■ ACTIVITY:
For each line of the listing below that contains the string "core", copy the line.

■ TASK INPUT:

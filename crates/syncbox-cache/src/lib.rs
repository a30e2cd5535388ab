//! Syncbox Cache - durable Local Index
//!
//! SQLite-based storage for:
//! - Index entries (the last synchronized state of every path)
//! - The change log of queued local and remote change records
//! - The sync counter and remote cursor watermark
//! - Conflict reports
//!
//! ## Architecture
//!
//! This crate implements the `ILocalIndex` port from `syncbox-core` using
//! SQLite as the storage backend. Every pass is committed in a single
//! transaction, so a crash leaves the index at the previous counter.
//!
//! ## Usage
//!
//! ```no_run
//! use std::path::Path;
//! use syncbox_cache::{DatabasePool, SqliteLocalIndex};
//!
//! # async fn example() -> anyhow::Result<()> {
//! let db = DatabasePool::new(Path::new("/home/user/.local/share/syncbox/index.db")).await?;
//! let index: SqliteLocalIndex = db.index();
//! // Use index as ILocalIndex...
//! # Ok(())
//! # }
//! ```

pub mod index;
pub mod pool;

pub use index::SqliteLocalIndex;
pub use pool::{DatabasePool, SCHEMA_VERSION};

/// Errors that can occur during cache operations
#[derive(Debug, thiserror::Error)]
pub enum CacheError {
    /// Failed to establish a database connection
    #[error("Connection failed: {0}")]
    ConnectionFailed(String),

    /// A database query failed
    #[error("Query failed: {0}")]
    QueryFailed(String),

    /// Schema migration failed
    #[error("Migration failed: {0}")]
    MigrationFailed(String),

    /// The database file failed its integrity check
    #[error("Index database is corrupted: {0}")]
    Corrupted(String),

    /// Serialization or deserialization of domain types failed
    #[error("Serialization error: {0}")]
    SerializationError(String),

    /// The index belongs to a different sync root
    #[error("Index is bound to {stored}, refusing to commit for {requested}")]
    RootMismatch { stored: String, requested: String },

    /// A commit referenced a change record that is not pending
    #[error("Change {0} is not pending in the change log")]
    UnknownChange(String),
}

impl From<sqlx::Error> for CacheError {
    fn from(e: sqlx::Error) -> Self {
        CacheError::QueryFailed(e.to_string())
    }
}
//! syncbox REST - HTTP transport for the sync core
//!
//! Provides:
//! - [`HttpClient`]: `reqwest` implementation of `IRestClient`, with
//!   streamed uploads and downloads, cancellation and error classification
//! - [`RestRemoteStore`]: the default `IRemoteStore` adapter mapping engine
//!   operations onto REST endpoints
//!
//! ## Modules
//!
//! - [`client`] - One authenticated HTTP exchange per call
//! - [`store`] - Endpoint layout and JSON decoding

pub mod client;
pub mod store;

pub use client::HttpClient;
pub use store::RestRemoteStore;

/// `User-Agent` sent when the configuration does not override it
pub const DEFAULT_USER_AGENT: &str = concat!("syncbox/", env!("CARGO_PKG_VERSION"));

■ FINISHED EXERCISE:
//! This crate implements the `ILocalIndex` port from `syncbox-core` using
//! syncbox REST - HTTP transport for the sync core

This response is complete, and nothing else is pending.